The Food and Drug Administration (FDA) has prohibited the use of only a small number of chemicals within the PFAS class in food packaging, and just last week announced that manufacturers have agreed to phase out use of another subset of PFAS. However, FDA continues to allow the use of many PFAS. Mounting evidence on the dangers of PFAS exposure has led to the passage of restrictions on PFAS in food packaging over the last few years in San Francisco and Berkeley as well as in states including Washington and Maine. In July 2020, the New York Legislature approved a bill to ban PFAS in food packaging, which now awaits the governor’s signature. In Europe, Denmark enacted a ban on PFAS in cardboard and paper food packaging that went into force July 1, 2020.

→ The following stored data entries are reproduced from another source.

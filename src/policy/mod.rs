//! Power repartition among a composite appliance's sub-loads.
//!
//! A [`RepartitionPolicy`] turns one [`PolicyInformation`] (budget plus
//! per-sub-load bounds) into a [`PowerRepartition`]. The policy is always a
//! parameter of the call; [`PolicyKind`] is the serializable selector used by
//! events and configuration.

pub mod greedy;
pub mod proportional;

use std::fmt;
use std::str::FromStr;

use serde::{Deserialize, Serialize};

use crate::error::{EquipError, Result};

pub use greedy::GreedyPolicy;
pub use proportional::ProportionalPolicy;

/// Internal power-consuming component of a heat pump.
#[derive(Debug, Clone, Copy, PartialEq, Eq, Hash, Serialize, Deserialize)]
#[serde(rename_all = "snake_case")]
pub enum SubLoad {
    Pump,
    Compressor,
    Sensor,
}

impl SubLoad {
    /// Allocation precedence: pump, then compressor, then sensor.
    pub const PRECEDENCE: [SubLoad; 3] = [SubLoad::Pump, SubLoad::Compressor, SubLoad::Sensor];

    pub fn as_str(self) -> &'static str {
        match self {
            SubLoad::Pump => "pump",
            SubLoad::Compressor => "compressor",
            SubLoad::Sensor => "sensor",
        }
    }
}

impl fmt::Display for SubLoad {
    fn fmt(&self, f: &mut fmt::Formatter<'_>) -> fmt::Result {
        f.write_str(self.as_str())
    }
}

/// Minimum requirement and maximum support of one sub-load, in watts.
#[derive(Debug, Clone, Copy, PartialEq, Serialize, Deserialize)]
#[serde(try_from = "RawBounds")]
pub struct SubLoadBounds {
    min_required_w: f64,
    max_supported_w: f64,
}

#[derive(Deserialize)]
struct RawBounds {
    min_required_w: f64,
    max_supported_w: f64,
}

impl TryFrom<RawBounds> for SubLoadBounds {
    type Error = EquipError;

    fn try_from(raw: RawBounds) -> Result<Self> {
        Self::new(raw.min_required_w, raw.max_supported_w)
    }
}

impl SubLoadBounds {
    /// Creates validated bounds.
    ///
    /// # Errors
    ///
    /// Returns `InvalidBounds` if either value is negative or non-finite, or
    /// if `min_required_w > max_supported_w`.
    pub fn new(min_required_w: f64, max_supported_w: f64) -> Result<Self> {
        check_non_negative("min_required_w", min_required_w)?;
        check_non_negative("max_supported_w", max_supported_w)?;
        if min_required_w > max_supported_w {
            return Err(EquipError::InvalidBounds {
                field: "min_required_w".into(),
                reason: format!("{min_required_w} W exceeds max_supported_w {max_supported_w} W"),
            });
        }
        Ok(Self {
            min_required_w,
            max_supported_w,
        })
    }

    pub fn min_required_w(&self) -> f64 {
        self.min_required_w
    }

    pub fn max_supported_w(&self) -> f64 {
        self.max_supported_w
    }

    /// Room above the minimum: `max - min`.
    pub fn headroom_w(&self) -> f64 {
        self.max_supported_w - self.min_required_w
    }
}

fn check_non_negative(field: &str, value: f64) -> Result<()> {
    if !value.is_finite() || value < 0.0 {
        return Err(EquipError::InvalidBounds {
            field: field.to_string(),
            reason: format!("must be a finite value >= 0, got {value}"),
        });
    }
    Ok(())
}

/// Input of one allocation round. Immutable once built.
///
/// # Examples
///
/// ```
/// use equip_sim::policy::{PolicyInformation, SubLoadBounds};
///
/// let info = PolicyInformation::new(
///     100.0,
///     SubLoadBounds::new(10.0, 30.0).unwrap(),
///     SubLoadBounds::new(20.0, 40.0).unwrap(),
///     SubLoadBounds::new(5.0, 10.0).unwrap(),
/// )
/// .unwrap();
/// assert_eq!(info.total_min_required_w(), 35.0);
/// ```
#[derive(Debug, Clone, Copy, PartialEq, Serialize, Deserialize)]
#[serde(try_from = "RawPolicyInformation")]
pub struct PolicyInformation {
    power_available_w: f64,
    pump: SubLoadBounds,
    compressor: SubLoadBounds,
    sensor: SubLoadBounds,
}

#[derive(Deserialize)]
struct RawPolicyInformation {
    power_available_w: f64,
    pump: SubLoadBounds,
    compressor: SubLoadBounds,
    sensor: SubLoadBounds,
}

impl TryFrom<RawPolicyInformation> for PolicyInformation {
    type Error = EquipError;

    fn try_from(raw: RawPolicyInformation) -> Result<Self> {
        Self::new(raw.power_available_w, raw.pump, raw.compressor, raw.sensor)
    }
}

impl PolicyInformation {
    /// Creates the input of an allocation round.
    ///
    /// # Errors
    ///
    /// Returns `InvalidBounds` if `power_available_w` is negative or not finite.
    pub fn new(
        power_available_w: f64,
        pump: SubLoadBounds,
        compressor: SubLoadBounds,
        sensor: SubLoadBounds,
    ) -> Result<Self> {
        check_non_negative("power_available_w", power_available_w)?;
        Ok(Self {
            power_available_w,
            pump,
            compressor,
            sensor,
        })
    }

    pub fn power_available_w(&self) -> f64 {
        self.power_available_w
    }

    pub fn bounds(&self, sub_load: SubLoad) -> SubLoadBounds {
        match sub_load {
            SubLoad::Pump => self.pump,
            SubLoad::Compressor => self.compressor,
            SubLoad::Sensor => self.sensor,
        }
    }

    pub fn total_min_required_w(&self) -> f64 {
        SubLoad::PRECEDENCE
            .iter()
            .map(|s| self.bounds(*s).min_required_w())
            .sum()
    }

    pub fn total_max_supported_w(&self) -> f64 {
        SubLoad::PRECEDENCE
            .iter()
            .map(|s| self.bounds(*s).max_supported_w())
            .sum()
    }

    /// Fails with `InfeasibleAllocation` when minimums exceed the budget.
    ///
    /// Minimums are summed in precedence order, the same way
    /// [`PowerRepartition::total_w`] sums an allocation, so a feasible
    /// budget always fits the all-minimums split.
    pub fn ensure_feasible(&self) -> Result<()> {
        let required_w = self.total_min_required_w();
        if required_w > self.power_available_w {
            return Err(EquipError::InfeasibleAllocation {
                required_w,
                available_w: self.power_available_w,
            });
        }
        Ok(())
    }
}

/// Power assigned to each sub-load by one allocation round.
#[derive(Debug, Clone, Copy, Default, PartialEq, Serialize, Deserialize)]
pub struct PowerRepartition {
    pub pump_w: f64,
    pub compressor_w: f64,
    pub sensor_w: f64,
}

impl PowerRepartition {
    pub fn get(&self, sub_load: SubLoad) -> f64 {
        match sub_load {
            SubLoad::Pump => self.pump_w,
            SubLoad::Compressor => self.compressor_w,
            SubLoad::Sensor => self.sensor_w,
        }
    }

    pub(crate) fn set(&mut self, sub_load: SubLoad, watts: f64) {
        match sub_load {
            SubLoad::Pump => self.pump_w = watts,
            SubLoad::Compressor => self.compressor_w = watts,
            SubLoad::Sensor => self.sensor_w = watts,
        }
    }

    pub fn total_w(&self) -> f64 {
        self.pump_w + self.compressor_w + self.sensor_w
    }

    /// Each sub-load starts at its minimum requirement.
    pub(crate) fn minimums(info: &PolicyInformation) -> Self {
        let mut out = Self::default();
        for s in SubLoad::PRECEDENCE {
            out.set(s, info.bounds(s).min_required_w());
        }
        out
    }

    /// Lowers extra power, last sub-load in precedence first, until the
    /// summed total fits the budget. Never goes below a minimum.
    ///
    /// Rounding while adding extras back onto minimums can overshoot the
    /// budget by a few ulps; a feasible `info` guarantees the minimums fit.
    pub(crate) fn trim_to_budget(&mut self, info: &PolicyInformation) {
        let budget_w = info.power_available_w();
        for s in SubLoad::PRECEDENCE.into_iter().rev() {
            let min_w = info.bounds(s).min_required_w();
            while self.total_w() > budget_w && self.get(s) > min_w {
                let current_w = self.get(s);
                let mut lowered_w = (current_w - (self.total_w() - budget_w)).max(min_w);
                if lowered_w >= current_w {
                    // current_w > min_w >= 0, so the previous float is positive
                    lowered_w = f64::from_bits(current_w.to_bits() - 1).max(min_w);
                }
                self.set(s, lowered_w);
            }
        }
    }
}

impl fmt::Display for PowerRepartition {
    fn fmt(&self, f: &mut fmt::Formatter<'_>) -> fmt::Result {
        write!(
            f,
            "pump={:.1} W compressor={:.1} W sensor={:.1} W",
            self.pump_w, self.compressor_w, self.sensor_w
        )
    }
}

/// Capability to split a power budget across sub-loads.
pub trait RepartitionPolicy {
    /// Computes a bounded allocation.
    ///
    /// Implementations must return an allocation where every sub-load gets
    /// between its minimum and maximum, and the total stays within the budget.
    ///
    /// # Errors
    ///
    /// `InfeasibleAllocation` when minimums exceed the budget.
    fn allocate(&self, info: &PolicyInformation) -> Result<PowerRepartition>;

    /// Short identifier used in logs.
    fn name(&self) -> &'static str;
}

/// Serializable selector over the built-in strategies.
#[derive(Debug, Clone, Copy, Default, PartialEq, Eq, Serialize, Deserialize)]
#[serde(rename_all = "snake_case")]
pub enum PolicyKind {
    #[default]
    Greedy,
    Proportional,
}

impl PolicyKind {
    pub const NAMES: &[&str] = &["greedy", "proportional"];
}

impl RepartitionPolicy for PolicyKind {
    fn allocate(&self, info: &PolicyInformation) -> Result<PowerRepartition> {
        match self {
            PolicyKind::Greedy => GreedyPolicy.allocate(info),
            PolicyKind::Proportional => ProportionalPolicy.allocate(info),
        }
    }

    fn name(&self) -> &'static str {
        match self {
            PolicyKind::Greedy => GreedyPolicy.name(),
            PolicyKind::Proportional => ProportionalPolicy.name(),
        }
    }
}

impl FromStr for PolicyKind {
    type Err = String;

    fn from_str(s: &str) -> std::result::Result<Self, Self::Err> {
        match s {
            "greedy" => Ok(PolicyKind::Greedy),
            "proportional" => Ok(PolicyKind::Proportional),
            other => Err(format!(
                "unknown policy \"{other}\", available: {}",
                Self::NAMES.join(", ")
            )),
        }
    }
}

#[cfg(test)]
mod tests {
    use super::*;

    fn bounds(min: f64, max: f64) -> SubLoadBounds {
        SubLoadBounds::new(min, max).unwrap()
    }

    #[test]
    fn bounds_reject_min_above_max() {
        let err = SubLoadBounds::new(20.0, 10.0).unwrap_err();
        assert!(matches!(err, EquipError::InvalidBounds { .. }));
    }

    #[test]
    fn bounds_reject_negative() {
        assert!(SubLoadBounds::new(-1.0, 10.0).is_err());
        assert!(SubLoadBounds::new(0.0, f64::NAN).is_err());
    }

    #[test]
    fn information_rejects_negative_budget() {
        let err = PolicyInformation::new(-5.0, bounds(0.0, 1.0), bounds(0.0, 1.0), bounds(0.0, 1.0))
            .unwrap_err();
        assert!(matches!(err, EquipError::InvalidBounds { .. }));
    }

    #[test]
    fn feasibility_compares_minimum_sum() {
        let info =
            PolicyInformation::new(20.0, bounds(10.0, 30.0), bounds(20.0, 40.0), bounds(5.0, 10.0))
                .unwrap();
        assert_eq!(
            info.ensure_feasible(),
            Err(EquipError::InfeasibleAllocation {
                required_w: 35.0,
                available_w: 20.0
            })
        );
    }

    #[test]
    fn deserialization_revalidates_bounds() {
        let bad = r#"{"power_available_w": 10.0,
            "pump": {"min_required_w": 5.0, "max_supported_w": 1.0},
            "compressor": {"min_required_w": 0.0, "max_supported_w": 1.0},
            "sensor": {"min_required_w": 0.0, "max_supported_w": 1.0}}"#;
        let parsed: std::result::Result<PolicyInformation, _> = serde_json::from_str(bad);
        assert!(parsed.is_err());
    }

    #[test]
    fn policy_kind_parses_names() {
        assert_eq!("greedy".parse::<PolicyKind>(), Ok(PolicyKind::Greedy));
        assert_eq!(
            "proportional".parse::<PolicyKind>(),
            Ok(PolicyKind::Proportional)
        );
        assert!("fair".parse::<PolicyKind>().is_err());
    }

    #[test]
    fn trim_lowers_sensor_before_pump() {
        let info =
            PolicyInformation::new(50.0, bounds(10.0, 30.0), bounds(20.0, 40.0), bounds(5.0, 10.0))
                .unwrap();
        let mut r = PowerRepartition {
            pump_w: 25.0,
            compressor_w: 20.0,
            sensor_w: 10.0,
        };
        r.trim_to_budget(&info);
        assert_eq!((r.pump_w, r.compressor_w, r.sensor_w), (25.0, 20.0, 5.0));
    }

    #[test]
    fn trim_never_goes_below_minimums() {
        let info =
            PolicyInformation::new(40.0, bounds(10.0, 30.0), bounds(20.0, 40.0), bounds(5.0, 10.0))
                .unwrap();
        let mut r = PowerRepartition {
            pump_w: 30.0,
            compressor_w: 40.0,
            sensor_w: 10.0,
        };
        r.trim_to_budget(&info);
        assert_eq!((r.pump_w, r.compressor_w, r.sensor_w), (15.0, 20.0, 5.0));
        assert_eq!(r.total_w(), 40.0);
    }
}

Without national regulation of toxic PFAS, consumers are left looking to state governments and food retailers for action in addressing PFAS in food-packaging materials. “Multiple major food chains have now announced new policies on PFAS. So, clearly, safer alternatives exist and are being used. Those that haven’t stepped up have the ability to do so,” Schade explains. “As the largest fast-food chain in the world, McDonald’s has a responsibility to its customers to keep them safe. These dangerous chemicals don’t belong in its food packaging.” Today, the Mind the Store campaign and its partners launched a petition to McDonald’s urging them to take action by committing to the elimination of PFAS in their food-packaging materials.